Do I need to disclose my criminal record?

file_pdf  Do I need to disclose – flowchart (265 KB)

How should I disclose my criminal record?

It is best to prepare a written disclosure statement in advance of applying for work. Even if you would prefer to make a verbal disclosure, it is important to prepare exactly what you are going to say. This will reduce the chances of being caught off guard by a question about your criminal record or gaps in your employment history that might be due to imprisonment or being held on remand. In short, preparing a disclosure statement will increase your chances of securing a job.

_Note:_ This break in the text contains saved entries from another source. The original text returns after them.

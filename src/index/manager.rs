//! Index Manager
//!
//! Owns the secondary indexes of a collection. Indexes are derived state:
//! they are built from the stored documents and updated after every write.
//!
//! # API
//!
//! - `create_index(spec, documents)` - Declare and build an index
//! - `apply_write(id, body)` - Index a stored document
//! - `apply_delete(id, body)` - Unindex a removed document
//! - `lookup_eq(index, value)` - Leading-field equality lookup
//! - `lookup_range(index, min, max)` - Leading-field range lookup

use std::collections::BTreeMap;

use serde_json::Value;

use crate::executor::IndexLookup;

use super::btree::{DocumentId, IndexKey, IndexTree};
use super::errors::{IndexError, IndexResult};
use super::spec::IndexSpec;

/// A declared index and its tree
#[derive(Debug)]
struct FieldIndex {
    spec: IndexSpec,
    tree: IndexTree,
}

/// Read-only view of the declared indexes, handed to the planner
#[derive(Debug, Clone, Default)]
pub struct IndexMetadata {
    specs: Vec<IndexSpec>,
}

impl IndexMetadata {
    /// Creates metadata with no secondary indexes
    pub fn new() -> Self {
        Self::default()
    }

    /// Creates metadata for the given specs
    pub fn with_specs(specs: impl IntoIterator<Item = IndexSpec>) -> Self {
        Self {
            specs: specs.into_iter().collect(),
        }
    }

    /// Declared index specs, ordered by name
    pub fn specs(&self) -> &[IndexSpec] {
        &self.specs
    }

    /// Indexes whose leading field is `field`, ordered by name
    pub fn leading_on<'a>(&'a self, field: &'a str) -> impl Iterator<Item = &'a IndexSpec> + 'a {
        self.specs.iter().filter(move |s| s.leading_field() == field)
    }
}

/// Index Manager that maintains in-memory indexes
#[derive(Debug, Default)]
pub struct IndexManager {
    /// Keyed by index name; BTreeMap keeps iteration deterministic
    indexes: BTreeMap<String, FieldIndex>,
}

impl IndexManager {
    /// Creates a manager with no secondary indexes
    pub fn new() -> Self {
        Self::default()
    }

    /// Declares an index and builds it from `documents`.
    ///
    /// Returns false if an index with the same name already exists, in which
    /// case nothing changes.
    pub fn create_index<'a, D>(&mut self, spec: IndexSpec, documents: D) -> IndexResult<bool>
    where
        D: IntoIterator<Item = (DocumentId, &'a Value)>,
    {
        let name = spec.name();
        if self.indexes.contains_key(&name) {
            return Ok(false);
        }

        let mut tree = IndexTree::new();
        for (id, body) in documents {
            if !body.is_object() {
                return Err(IndexError::build_failed(
                    &name,
                    format!("document {} is not an object", id),
                ));
            }
            tree.insert(spec.key_for(body), id);
        }

        self.indexes.insert(name, FieldIndex { spec, tree });
        Ok(true)
    }

    /// Drops an index by name. Returns false if it did not exist.
    pub fn drop_index(&mut self, name: &str) -> bool {
        self.indexes.remove(name).is_some()
    }

    /// Returns true if an index with this name exists
    pub fn has_index(&self, name: &str) -> bool {
        self.indexes.contains_key(name)
    }

    /// Names of all declared indexes, sorted
    pub fn index_names(&self) -> Vec<String> {
        self.indexes.keys().cloned().collect()
    }

    /// Snapshot of the declared specs for planning
    pub fn metadata(&self) -> IndexMetadata {
        IndexMetadata::with_specs(self.indexes.values().map(|i| i.spec.clone()))
    }

    /// Number of entries held by an index
    pub fn entry_count(&self, name: &str) -> Option<usize> {
        self.indexes.get(name).map(|i| i.tree.entry_count())
    }

    /// Apply a stored document to every index.
    ///
    /// Called AFTER the storage write.
    pub fn apply_write(&mut self, id: DocumentId, body: &Value) {
        for index in self.indexes.values_mut() {
            index.tree.insert(index.spec.key_for(body), id);
        }
    }

    /// Remove a document from every index.
    ///
    /// `body` must be the body the document was indexed with.
    pub fn apply_delete(&mut self, id: DocumentId, body: &Value) {
        for index in self.indexes.values_mut() {
            index.tree.remove(&index.spec.key_for(body), id);
        }
    }

    /// Rebuild every index from scratch
    pub fn rebuild<'a, D>(&mut self, documents: D)
    where
        D: IntoIterator<Item = (DocumentId, &'a Value)>,
    {
        for index in self.indexes.values_mut() {
            index.tree.clear();
        }
        for (id, body) in documents {
            self.apply_write(id, body);
        }
    }

    /// Ids whose leading indexed field equals `value`, ascending
    pub fn lookup_eq(&self, name: &str, value: &Value) -> Vec<DocumentId> {
        match (self.indexes.get(name), IndexKey::from_json(value)) {
            (Some(index), Some(key)) => index.tree.lookup_leading_eq(&key),
            _ => Vec::new(),
        }
    }

    /// Ids whose leading indexed field lies within `[min, max]`, ascending
    pub fn lookup_range(
        &self,
        name: &str,
        min: Option<&Value>,
        max: Option<&Value>,
    ) -> Vec<DocumentId> {
        let index = match self.indexes.get(name) {
            Some(i) => i,
            None => return Vec::new(),
        };
        let min = min.and_then(IndexKey::from_json);
        let max = max.and_then(IndexKey::from_json);
        index.tree.lookup_leading_range(min.as_ref(), max.as_ref())
    }
}

impl IndexLookup for IndexManager {
    fn lookup_eq(&self, index: &str, value: &Value) -> Vec<DocumentId> {
        IndexManager::lookup_eq(self, index, value)
    }

    fn lookup_range(
        &self,
        index: &str,
        min: Option<&Value>,
        max: Option<&Value>,
    ) -> Vec<DocumentId> {
        IndexManager::lookup_range(self, index, min, max)
    }
}
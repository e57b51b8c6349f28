//! Document storage for bookdb
//!
//! Documents live in memory in natural (insertion) order and are persisted
//! as checksummed JSON-lines snapshots.
//!
//! # Design Principles
//!
//! - Ascending document id is natural order
//! - Index maintenance follows every storage write
//! - Checksum verified on every snapshot load; any mismatch is fatal

mod checksum;
mod collection;
mod errors;
mod snapshot;

pub use checksum::{canonical_bytes, compute_checksum, verify_checksum};
pub use collection::{Collection, DeleteOutcome, UpdateOutcome};
pub use errors::{
    CollectionError, CollectionResult, Severity, StorageError, StorageErrorCode, StorageResult,
};
pub use snapshot::{read_json_array, read_snapshot, write_snapshot, SnapshotRecord};
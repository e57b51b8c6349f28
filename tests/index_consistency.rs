//! Index Consistency Tests
//!
//! - Planner index choice is deterministic
//! - Indexed and scanned queries return the same books
//! - Indexes follow updates and deletes

mod common;

use bookdb::catalog::BookQueries;
use bookdb::query::ScanType;
use bookdb::schema::Book;
use common::{indexed_library, library, titles};

#[test]
fn test_ensure_indexes_is_idempotent() {
    let mut queries = library();

    let names = queries.ensure_indexes().unwrap();
    assert_eq!(names, vec!["title_1", "author_1_published_year_1"]);

    let again = queries.ensure_indexes().unwrap();
    assert_eq!(again, names);
    assert_eq!(queries.collection().index_names().len(), 2);
}

#[test]
fn test_title_lookup_uses_title_index() {
    let queries = indexed_library();

    let plan = queries.explain_by_title("Circe");
    assert!(plan.accepted);
    assert_eq!(plan.selected_index.as_deref(), Some("title_1"));
    assert_eq!(
        plan.scan_type.as_deref(),
        Some(ScanType::IndexedEquality.as_str())
    );
}

#[test]
fn test_author_lookup_uses_compound_index() {
    let queries = indexed_library();

    let plan = queries.explain_by_author("Kazuo Ishiguro");
    assert_eq!(plan.selected_index.as_deref(), Some("author_1_published_year_1"));

    let genre_plan = queries.explain_by_genre("Fantasy");
    assert_eq!(genre_plan.selected_index, None);
    assert_eq!(
        genre_plan.scan_type.as_deref(),
        Some(ScanType::CollectionScan.as_str())
    );
}

#[test]
fn test_plan_choice_is_deterministic() {
    let queries = indexed_library();

    let first = serde_json::to_value(queries.explain_by_author("Andy Weir")).unwrap();
    for _ in 0..10 {
        let again = serde_json::to_value(queries.explain_by_author("Andy Weir")).unwrap();
        assert_eq!(again, first);
    }
}

#[test]
fn test_indexed_and_scanned_results_agree() {
    let scanned = library();
    let indexed = indexed_library();

    for author in ["Kazuo Ishiguro", "Andy Weir", "Nobody"] {
        assert_eq!(
            indexed.find_by_author(author).unwrap(),
            scanned.find_by_author(author).unwrap()
        );
    }
}

#[test]
fn test_indexes_follow_delete() {
    let mut queries = indexed_library();
    let before = queries.collection().indexes().entry_count("title_1").unwrap();

    queries.delete_by_title("The Buried Giant").unwrap();

    let after = queries.collection().indexes().entry_count("title_1").unwrap();
    assert_eq!(after, before - 1);
    assert_eq!(
        queries
            .collection()
            .indexes()
            .entry_count("author_1_published_year_1"),
        Some(queries.collection().len())
    );
    assert_eq!(
        titles(&queries.find_by_author("Kazuo Ishiguro").unwrap()),
        vec!["Klara and the Sun", "The Remains of the Day"]
    );
}

#[test]
fn test_indexes_follow_update() {
    let mut queries = indexed_library();
    queries.update_price("Gone Girl", 9.0).unwrap();

    let flynn = queries.find_by_author("Gillian Flynn").unwrap();
    assert_eq!(flynn.len(), 1);
    assert_eq!(flynn[0].price, Some(9.0));
    assert_eq!(
        queries.collection().indexes().entry_count("title_1"),
        Some(queries.collection().len())
    );
}

#[test]
fn test_inserts_after_index_creation_are_indexed() {
    let mut queries = indexed_library();
    let novel = Book::new("Never Let Me Go", "Kazuo Ishiguro").with_published_year(2005);
    queries.insert(&novel).unwrap();

    let ishiguro = queries.find_by_author("Kazuo Ishiguro").unwrap();
    assert_eq!(ishiguro.len(), 4);
    assert_eq!(ishiguro.last().unwrap().title, "Never Let Me Go");

    let empty = BookQueries::new();
    assert!(empty.collection().index_names().is_empty());
}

The best disclosure statements are those which are genuine and accurately reflect your circumstances and attitudes. Even though you might feel embarrassed about disclosing a criminal record, remember that almost one in four people of working age have at least one conviction and many more have cautions, reprimands and final warnings. You are not alone, and the employers are likely to have come across criminal record disclosures before. When disclosing your criminal record, it is important to relate what you write (or say) to the job for which you are applying. A good disclosure statement reassures the employer about your offence(s). Try to put yourself in the shoes of the employer who is receiving this information and trying to make a judgment on the basis of the information you are providing. If the following points apply then you should emphasise them in your disclosure statement:

  • The offence was committed a long time ago. In some cases it may be that the conviction is recent but the offence is not. If so you should clarify this.
  • The offence was a one-off and was out of character. If you have a number of offences that occurred over a period of time, try to group them together (e.g. “between 2001 and 2005 I was convicted on a number of occasions for offences relating to…”).
  • The offence is not relevant to the job for which you are applying. Offence codes can make it difficult for employers to judge whether the offence is relevant. For example, serious violent and sexual offences are generally considered relevant to roles which involve unsupervised work with children or work with vulnerable adults. There are also a wide variety of offences that have little relevance, such as public order offences.
  • The offence sounds more serious than it was. One way of explaining to employers that an offence is not as serious as it might sound is by drawing attention to the penalty or sentence you received. Offence codes cover a very wide range of offences that vary in terms of seriousness. A sexual offence, for instance, covers everything from young men sleeping with their underage girlfriends to indecent assault and rape. Violence covers everything from slaps and smacks, normally recorded as battery or common assault, to grievous bodily harm and murder. Drug offences cover everything from possession of small amounts of cannabis for personal use to possession of class A drugs with intent to supply. Burglary covers everything from taking goods from shop storerooms to entering the homes of elderly people, leaving them in fear. Arson ranges from a person setting fire to litter bins to a person destroying property and endangering lives.
  • There were particular circumstances, which have now changed, or reasons behind the offence(s). For example, if you had an addiction issue at the time of the offending which you have since addressed.
  • Reassure the employer that you have addressed, changed or learnt from the reasons or causes that led to your offending.
  • You took responsibility for the offence(s) at the time. For example you pleaded guilty at the earliest opportunity or cooperated with the investigation.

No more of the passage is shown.